_Task details_
Tally the lines containing "still" in this data. Respond with the tally alone.

_Records provided_
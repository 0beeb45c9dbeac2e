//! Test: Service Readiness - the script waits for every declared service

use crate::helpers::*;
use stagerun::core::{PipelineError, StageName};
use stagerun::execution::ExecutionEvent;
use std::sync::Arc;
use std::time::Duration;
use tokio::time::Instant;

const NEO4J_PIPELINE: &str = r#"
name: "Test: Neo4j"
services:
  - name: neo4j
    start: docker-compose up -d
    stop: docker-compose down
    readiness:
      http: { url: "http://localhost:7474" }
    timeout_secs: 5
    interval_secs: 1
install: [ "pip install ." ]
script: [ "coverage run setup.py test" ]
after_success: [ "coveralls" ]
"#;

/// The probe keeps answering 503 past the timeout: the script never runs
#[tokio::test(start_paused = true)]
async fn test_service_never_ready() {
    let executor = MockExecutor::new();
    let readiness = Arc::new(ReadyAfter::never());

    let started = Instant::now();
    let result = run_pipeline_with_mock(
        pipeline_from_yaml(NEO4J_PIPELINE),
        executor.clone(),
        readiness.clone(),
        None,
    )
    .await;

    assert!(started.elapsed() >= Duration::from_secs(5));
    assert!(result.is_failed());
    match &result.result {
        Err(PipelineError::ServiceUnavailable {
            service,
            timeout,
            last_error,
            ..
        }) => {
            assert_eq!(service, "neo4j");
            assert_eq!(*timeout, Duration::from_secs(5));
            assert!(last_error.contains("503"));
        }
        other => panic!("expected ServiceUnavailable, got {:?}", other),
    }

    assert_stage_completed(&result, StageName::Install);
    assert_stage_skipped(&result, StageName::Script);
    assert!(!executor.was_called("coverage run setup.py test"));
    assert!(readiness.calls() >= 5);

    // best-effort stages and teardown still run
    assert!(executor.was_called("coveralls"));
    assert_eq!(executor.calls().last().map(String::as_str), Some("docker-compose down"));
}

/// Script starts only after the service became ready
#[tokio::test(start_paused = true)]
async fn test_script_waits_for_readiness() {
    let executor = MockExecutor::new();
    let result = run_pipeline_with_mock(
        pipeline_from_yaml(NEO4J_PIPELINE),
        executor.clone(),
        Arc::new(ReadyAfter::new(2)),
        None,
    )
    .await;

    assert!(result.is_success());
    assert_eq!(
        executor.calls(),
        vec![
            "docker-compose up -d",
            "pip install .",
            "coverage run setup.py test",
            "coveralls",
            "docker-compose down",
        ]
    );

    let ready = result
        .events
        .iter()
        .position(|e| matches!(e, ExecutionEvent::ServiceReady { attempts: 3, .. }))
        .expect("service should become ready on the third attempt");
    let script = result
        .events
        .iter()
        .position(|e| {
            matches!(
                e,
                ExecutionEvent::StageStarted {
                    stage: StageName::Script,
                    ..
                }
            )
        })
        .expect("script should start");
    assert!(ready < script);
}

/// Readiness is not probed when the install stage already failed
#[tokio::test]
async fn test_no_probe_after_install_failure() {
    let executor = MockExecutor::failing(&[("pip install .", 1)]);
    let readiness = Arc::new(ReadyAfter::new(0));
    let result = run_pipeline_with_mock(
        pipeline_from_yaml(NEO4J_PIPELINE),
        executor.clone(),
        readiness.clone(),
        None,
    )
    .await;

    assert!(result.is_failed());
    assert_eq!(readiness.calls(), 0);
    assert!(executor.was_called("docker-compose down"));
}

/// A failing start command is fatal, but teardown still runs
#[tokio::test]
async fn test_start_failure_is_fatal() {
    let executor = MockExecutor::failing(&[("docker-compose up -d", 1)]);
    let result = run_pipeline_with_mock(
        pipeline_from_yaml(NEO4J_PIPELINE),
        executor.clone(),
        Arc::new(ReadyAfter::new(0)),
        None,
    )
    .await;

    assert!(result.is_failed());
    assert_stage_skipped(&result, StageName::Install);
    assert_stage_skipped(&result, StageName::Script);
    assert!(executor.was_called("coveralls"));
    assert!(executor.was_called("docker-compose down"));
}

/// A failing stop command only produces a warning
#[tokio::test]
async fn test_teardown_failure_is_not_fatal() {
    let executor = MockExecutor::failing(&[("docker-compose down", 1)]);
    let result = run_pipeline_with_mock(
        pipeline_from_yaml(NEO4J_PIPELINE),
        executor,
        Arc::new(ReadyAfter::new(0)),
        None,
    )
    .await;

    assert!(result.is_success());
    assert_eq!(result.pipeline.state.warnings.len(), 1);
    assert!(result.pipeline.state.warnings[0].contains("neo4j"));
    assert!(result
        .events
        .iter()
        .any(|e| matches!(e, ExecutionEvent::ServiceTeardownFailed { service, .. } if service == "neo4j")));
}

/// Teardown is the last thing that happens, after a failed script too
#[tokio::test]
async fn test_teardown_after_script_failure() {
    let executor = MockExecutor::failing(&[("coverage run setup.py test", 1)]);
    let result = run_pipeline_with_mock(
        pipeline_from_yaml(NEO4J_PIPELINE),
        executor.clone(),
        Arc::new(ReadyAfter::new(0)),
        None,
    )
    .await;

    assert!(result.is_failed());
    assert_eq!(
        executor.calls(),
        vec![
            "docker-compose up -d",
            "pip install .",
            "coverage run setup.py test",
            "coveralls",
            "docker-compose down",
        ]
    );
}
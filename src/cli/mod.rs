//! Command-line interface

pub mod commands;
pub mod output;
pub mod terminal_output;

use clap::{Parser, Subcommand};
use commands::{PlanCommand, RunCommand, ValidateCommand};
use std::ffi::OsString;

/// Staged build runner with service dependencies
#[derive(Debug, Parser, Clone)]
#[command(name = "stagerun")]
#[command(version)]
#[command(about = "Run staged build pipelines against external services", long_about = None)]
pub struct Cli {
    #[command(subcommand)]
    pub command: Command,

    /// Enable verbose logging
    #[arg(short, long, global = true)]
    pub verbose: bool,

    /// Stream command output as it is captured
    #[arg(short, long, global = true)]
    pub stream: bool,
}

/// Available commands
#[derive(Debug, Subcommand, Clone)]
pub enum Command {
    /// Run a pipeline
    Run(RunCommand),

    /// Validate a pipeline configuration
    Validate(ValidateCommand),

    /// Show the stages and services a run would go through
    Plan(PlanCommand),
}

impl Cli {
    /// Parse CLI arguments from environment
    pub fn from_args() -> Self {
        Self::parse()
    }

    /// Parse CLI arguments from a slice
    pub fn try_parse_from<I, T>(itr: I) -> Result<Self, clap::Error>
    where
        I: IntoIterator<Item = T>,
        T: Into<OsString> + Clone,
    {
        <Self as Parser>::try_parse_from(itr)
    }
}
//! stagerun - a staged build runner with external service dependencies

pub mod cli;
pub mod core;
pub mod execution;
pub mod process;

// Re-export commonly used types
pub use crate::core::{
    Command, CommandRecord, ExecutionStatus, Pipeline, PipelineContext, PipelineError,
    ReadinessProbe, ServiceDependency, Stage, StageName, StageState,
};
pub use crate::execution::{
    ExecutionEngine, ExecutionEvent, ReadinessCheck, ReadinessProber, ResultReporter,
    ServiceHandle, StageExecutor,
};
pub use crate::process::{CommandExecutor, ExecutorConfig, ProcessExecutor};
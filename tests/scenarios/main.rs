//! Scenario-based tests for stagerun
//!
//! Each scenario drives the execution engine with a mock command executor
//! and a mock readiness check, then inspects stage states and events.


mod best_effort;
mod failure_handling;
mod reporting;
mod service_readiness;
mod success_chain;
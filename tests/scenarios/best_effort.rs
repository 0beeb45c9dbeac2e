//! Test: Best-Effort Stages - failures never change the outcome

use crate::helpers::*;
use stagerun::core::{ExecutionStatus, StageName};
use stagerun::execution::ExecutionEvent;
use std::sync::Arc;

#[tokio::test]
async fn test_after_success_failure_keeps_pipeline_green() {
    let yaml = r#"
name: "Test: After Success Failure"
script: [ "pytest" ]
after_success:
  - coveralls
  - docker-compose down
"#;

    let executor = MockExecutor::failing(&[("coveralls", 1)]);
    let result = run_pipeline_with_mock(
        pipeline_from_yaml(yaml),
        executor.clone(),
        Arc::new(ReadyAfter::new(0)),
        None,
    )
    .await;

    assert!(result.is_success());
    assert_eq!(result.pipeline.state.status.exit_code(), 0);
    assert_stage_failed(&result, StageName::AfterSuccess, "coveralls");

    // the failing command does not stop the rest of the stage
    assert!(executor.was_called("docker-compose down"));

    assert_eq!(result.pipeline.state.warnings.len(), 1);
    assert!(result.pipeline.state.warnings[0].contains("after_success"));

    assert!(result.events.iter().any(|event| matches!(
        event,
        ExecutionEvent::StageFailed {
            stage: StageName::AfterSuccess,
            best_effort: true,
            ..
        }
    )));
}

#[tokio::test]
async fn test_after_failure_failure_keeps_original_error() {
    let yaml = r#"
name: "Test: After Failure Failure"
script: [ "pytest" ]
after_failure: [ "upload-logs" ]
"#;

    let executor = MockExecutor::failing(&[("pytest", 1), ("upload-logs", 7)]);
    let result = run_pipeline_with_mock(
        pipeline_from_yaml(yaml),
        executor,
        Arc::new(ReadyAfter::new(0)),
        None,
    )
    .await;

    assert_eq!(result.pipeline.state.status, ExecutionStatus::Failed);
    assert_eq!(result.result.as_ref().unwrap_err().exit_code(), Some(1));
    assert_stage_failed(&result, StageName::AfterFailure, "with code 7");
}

_Reply_
2